Mélancolique. “Le Rwanda n’est pas un
cas facile”, reconnaît un responsable occidental qui a travaillé de près avec Kigali
sur des projets de développement. “Kagame
est-il répressif ? Oui, sans aucun doute. Lui
en avons-nous parlé ? L’avons-nous incité à
pratiquer l’ouverture ? Tout le temps.” Mais
ce responsable ajoute : “Je ne sais pas dans
quelle mesure la situation n’est pas fragile. Je
n’ai pas accès comme lui au renseignement.”
Il estime par ailleurs possible que des militants hutus, soit au Rwanda soit au Congo,
essaient toujours actuellement de renverser
Kagame. “Alors nous lui accordons le bénéfice du doute”, conclut-il.

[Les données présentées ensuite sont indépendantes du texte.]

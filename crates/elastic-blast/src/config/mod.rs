pub mod defaults;
pub mod file;
pub mod locator;
pub mod program;
mod resolve;

use std::collections::BTreeMap;
use std::fmt::{Display, Formatter};
use std::path::{Path, PathBuf};
use std::str::FromStr;
use std::time::Duration;

use crate::BatchId;
use crate::common::memory::MemoryStr;
use crate::config::locator::{Locator, StorageScheme};
use crate::config::program::BlastProgram;

pub use resolve::{CliOverrides, resolve, select_provider};

/// Label attached to every Kubernetes object created for a run.
pub const RUN_LABEL: &str = "elb-run";
/// Label shared by all search jobs.
pub const APP_LABEL: (&str, &str) = ("app", "blast");

#[derive(Debug, Clone, Copy, PartialEq, Eq, Hash)]
pub enum ProviderKind {
    Gcp,
    Aws,
    Azure,
}

impl ProviderKind {
    pub fn name(&self) -> &'static str {
        match self {
            ProviderKind::Gcp => "gcp",
            ProviderKind::Aws => "aws",
            ProviderKind::Azure => "azure",
        }
    }

    pub fn storage_scheme(&self) -> StorageScheme {
        match self {
            ProviderKind::Gcp => StorageScheme::Gcs,
            ProviderKind::Aws => StorageScheme::S3,
            ProviderKind::Azure => StorageScheme::AzureBlob,
        }
    }

    pub fn from_scheme(scheme: StorageScheme) -> Option<ProviderKind> {
        match scheme {
            StorageScheme::Gcs => Some(ProviderKind::Gcp),
            StorageScheme::S3 => Some(ProviderKind::Aws),
            StorageScheme::AzureBlob => Some(ProviderKind::Azure),
            StorageScheme::Local => None,
        }
    }

    /// Upper bound on the number of jobs (batches) of a single run.
    pub fn max_job_count(&self) -> u64 {
        defaults::K8S_MAX_JOBS
    }
}

impl Display for ProviderKind {
    fn fmt(&self, f: &mut Formatter<'_>) -> std::fmt::Result {
        f.write_str(self.name())
    }
}

impl FromStr for ProviderKind {
    type Err = anyhow::Error;

    fn from_str(s: &str) -> Result<Self, Self::Err> {
        match s.trim().to_ascii_lowercase().as_str() {
            "gcp" | "google" => Ok(ProviderKind::Gcp),
            "aws" => Ok(ProviderKind::Aws),
            "azure" => Ok(ProviderKind::Azure),
            other => Err(anyhow::anyhow!(
                "unknown cloud provider `{other}`, expected gcp, aws or azure"
            )),
        }
    }
}

#[derive(Debug, Clone, PartialEq, Eq)]
pub enum ProviderConfig {
    Gcp {
        project: String,
        region: String,
        zone: String,
    },
    Aws {
        region: String,
    },
    Azure {
        region: String,
        resource_group: String,
        storage_account: String,
        subscription: Option<String>,
    },
}

impl ProviderConfig {
    pub fn kind(&self) -> ProviderKind {
        match self {
            ProviderConfig::Gcp { .. } => ProviderKind::Gcp,
            ProviderConfig::Aws { .. } => ProviderKind::Aws,
            ProviderConfig::Azure { .. } => ProviderKind::Azure,
        }
    }

    pub fn region(&self) -> &str {
        match self {
            ProviderConfig::Gcp { region, .. }
            | ProviderConfig::Aws { region }
            | ProviderConfig::Azure { region, .. } => region,
        }
    }
}

/// Where the search database lives on the cluster nodes.
#[derive(Debug, Clone, Copy, PartialEq, Eq)]
pub enum StorageMode {
    /// A network volume of the given size, shared by all jobs.
    Shared { size: MemoryStr },
    /// Ephemeral local SSDs of every node.
    LocalSsd,
}

#[derive(Debug, Clone, PartialEq, Eq)]
pub struct ClusterConfig {
    pub name: String,
    pub machine_type: String,
    pub num_nodes: u32,
    pub use_preemptible: bool,
    pub reuse: bool,
    pub storage: StorageMode,
    pub labels: BTreeMap<String, String>,
    pub job_template: Option<PathBuf>,
}

/// Per-job resource bounds.
#[derive(Debug, Clone, Copy, PartialEq, Eq)]
pub struct JobResources {
    pub num_cpus: u32,
    pub mem_request: MemoryStr,
    pub mem_limit: MemoryStr,
}

#[derive(Debug, Clone, PartialEq, Eq)]
pub struct BlastConfig {
    pub program: BlastProgram,
    pub db: String,
    pub queries: Vec<Locator>,
    pub results: Locator,
    pub options: String,
    /// Target number of residues per query batch.
    pub batch_len: u64,
    /// Total number of query residues, if known in advance.
    pub query_length: Option<u64>,
}

/// What happens to the cluster after a run that waited for its jobs succeeds.
#[derive(Debug, Clone, Copy, PartialEq, Eq)]
pub enum TeardownPolicy {
    AfterCompletion,
    Keep,
}

/// Short identifier of a run. All resource names are derived from it.
#[derive(Debug, Clone, PartialEq, Eq, Hash)]
pub struct RunId(String);

impl RunId {
    /// Derives a stable identifier, so that a repeated invocation with the same
    /// cluster and results location addresses the same resources.
    pub fn derive(cluster_name: &str, results: &Locator) -> RunId {
        let hash = fxhash::hash64(&(cluster_name, results.as_str()));
        RunId(format!("{:08x}", hash as u32))
    }

    pub fn as_str(&self) -> &str {
        &self.0
    }
}

impl FromStr for RunId {
    type Err = anyhow::Error;

    fn from_str(s: &str) -> Result<Self, Self::Err> {
        if s.is_empty()
            || s.len() > 16
            || !s.chars().all(|c| c.is_ascii_lowercase() || c.is_ascii_digit())
        {
            anyhow::bail!("run id must have 1-16 lowercase letters or digits");
        }
        Ok(RunId(s.to_string()))
    }
}

impl Display for RunId {
    fn fmt(&self, f: &mut Formatter<'_>) -> std::fmt::Result {
        f.write_str(&self.0)
    }
}

/// Validated configuration of a single run. Built only by [`resolve`].
#[derive(Debug, Clone)]
pub struct RunConfig {
    run_id: RunId,
    provider: ProviderConfig,
    cluster: ClusterConfig,
    resources: JobResources,
    blast: BlastConfig,
    timeout: Duration,
    teardown: TeardownPolicy,
    dry_run: bool,
}

impl RunConfig {
    pub fn run_id(&self) -> &RunId {
        &self.run_id
    }

    pub fn provider(&self) -> &ProviderConfig {
        &self.provider
    }

    pub fn cluster(&self) -> &ClusterConfig {
        &self.cluster
    }

    pub fn resources(&self) -> &JobResources {
        &self.resources
    }

    pub fn blast(&self) -> &BlastConfig {
        &self.blast
    }

    pub fn timeout(&self) -> Duration {
        self.timeout
    }

    pub fn teardown(&self) -> TeardownPolicy {
        self.teardown
    }

    pub fn dry_run(&self) -> bool {
        self.dry_run
    }

    pub fn job_template(&self) -> Option<&Path> {
        self.cluster.job_template.as_deref()
    }

    /// `<results>/<run>`
    pub fn run_results(&self) -> Locator {
        self.blast.results.join(self.run_id.as_str())
    }

    /// Prefix under which query batches are staged.
    pub fn staging_prefix(&self) -> Locator {
        self.run_results().join("query_batches")
    }

    pub fn metadata_prefix(&self) -> Locator {
        self.run_results().join("metadata")
    }

    pub fn job_name(&self, batch: BatchId) -> String {
        format!("elb-{}-batch-{batch:03}", self.run_id)
    }

    pub fn storage_claim_name(&self) -> String {
        format!("elb-{}-dbs", self.run_id)
    }

    /// Label selector matching every job of this run.
    pub fn job_selector(&self) -> String {
        format!("{}={},{RUN_LABEL}={}", APP_LABEL.0, APP_LABEL.1, self.run_id)
    }
}

#[derive(Debug, Clone, PartialEq, Eq)]
pub struct ConfigViolation {
    pub field: String,
    pub cause: String,
}

impl ConfigViolation {
    pub fn new(field: impl Into<String>, cause: impl Into<String>) -> Self {
        Self {
            field: field.into(),
            cause: cause.into(),
        }
    }
}

/// All problems found while resolving a configuration.
#[derive(Debug)]
pub struct ConfigError {
    violations: Vec<ConfigViolation>,
}

impl ConfigError {
    pub fn new(violations: Vec<ConfigViolation>) -> Self {
        Self { violations }
    }

    pub fn single(violation: ConfigViolation) -> Self {
        Self::new(vec![violation])
    }

    pub fn violations(&self) -> &[ConfigViolation] {
        &self.violations
    }

    pub fn has_field(&self, field: &str) -> bool {
        self.violations.iter().any(|v| v.field == field)
    }
}

impl std::error::Error for ConfigError {}

impl Display for ConfigError {
    fn fmt(&self, f: &mut Formatter<'_>) -> std::fmt::Result {
        write!(f, "Invalid configuration")?;
        for violation in &self.violations {
            write!(f, "\n  {}: {}", violation.field, violation.cause)?;
        }
        Ok(())
    }
}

Le soleil commençait à filtrer obliquement à travers les jours des rideaux, et le
visage de Kagame apparaissait marqué par
ses courtes nuits de sommeil. Ses réponses
devenaient plus brèves, ses silences s’allongeaient. Kagame devenait presque mélancolique. Il s’est lentement levé de sa chaise, a
lissé son pantalon et s’est apprêté à prendre
congé. “On associe tant de qualificatifs à ma
personne, a-t-il conclu. J’en accepte certains,
mais d’autres sont injustes.” Avant que je m’en
aille, il m’a dit, presque dans un murmure :
“Dieu m’a créé d’une très étrange manière.”
—Jeffrey Gettleman
Publié le 4 septembre
Contexte
RDC-Rwanda :
les frères ennemis
●●● Les rebelles du M23, accusés
d’être soutenus par le régime
de Paul Kagame, ont quitté l’est
de la république démocratique
du Congo en novembre.
Mais la guerre n’est pas finie
pour autant. Il reste toujours
les FDLR, un groupe armé hutu
qui se cache dans les forêts
congolaises depuis la fin
du génocide et qui menace
de reprendre le pouvoir au Rwanda.
C’est en tout cas ce qu’avance
Paul Kagame pour justifier
“son intrusion sur le territoire
congolais”, comme le note
avec aigreur Le Potentiel,
quotidien de Kinshasa. “Tout
le monde sait que cette fameuse
performance économique montée
en épingle par les parrains
de Paul Kagame a son origine
dans le pillage systématique
des ressources naturelles
de la RDC.” Après la défection
du M23, il est temps de mettre
de l’ordre à l’est du Congo
et de dialoguer avec toutes
les milices qui pullulent dans
la région. “Mais Kagame a dit
‘niet’ à un quelconque dialogue
interrwandais [avec les FDLR].
Car, en mettant fin à ce conflit,
le Rwanda cesserait d’être victime
d’une menace. Ce serait scier
la branche sur lequel son régime
est assis.”
Chronologie
23 octobre 1957— Naissance de
Paul Kagame à Tambwe (Rwanda).
Octobre 1990— L’armée du Front
patriotique rwandais mène
une guerre civile pour reprendre
le pouvoir.
6 avril 1994— Le président
Habyarimana meurt dans
un attentat contre son avion.
Sa mort provoque un génocide
contre la minorité tutsi qui fera
plus de 800 000 victimes.
Juin 1994— Le FPR, dirigé
par Paul Kagame, arrive à Kigali
et prend le pouvoir.
9 août 2000— Paul Kagame
est élu président du Rwanda avec
93 % des voix. Il a été reconduit
à cette fonction depuis cette date.
La prochaine élection
présidentielle est prévue pour 2017.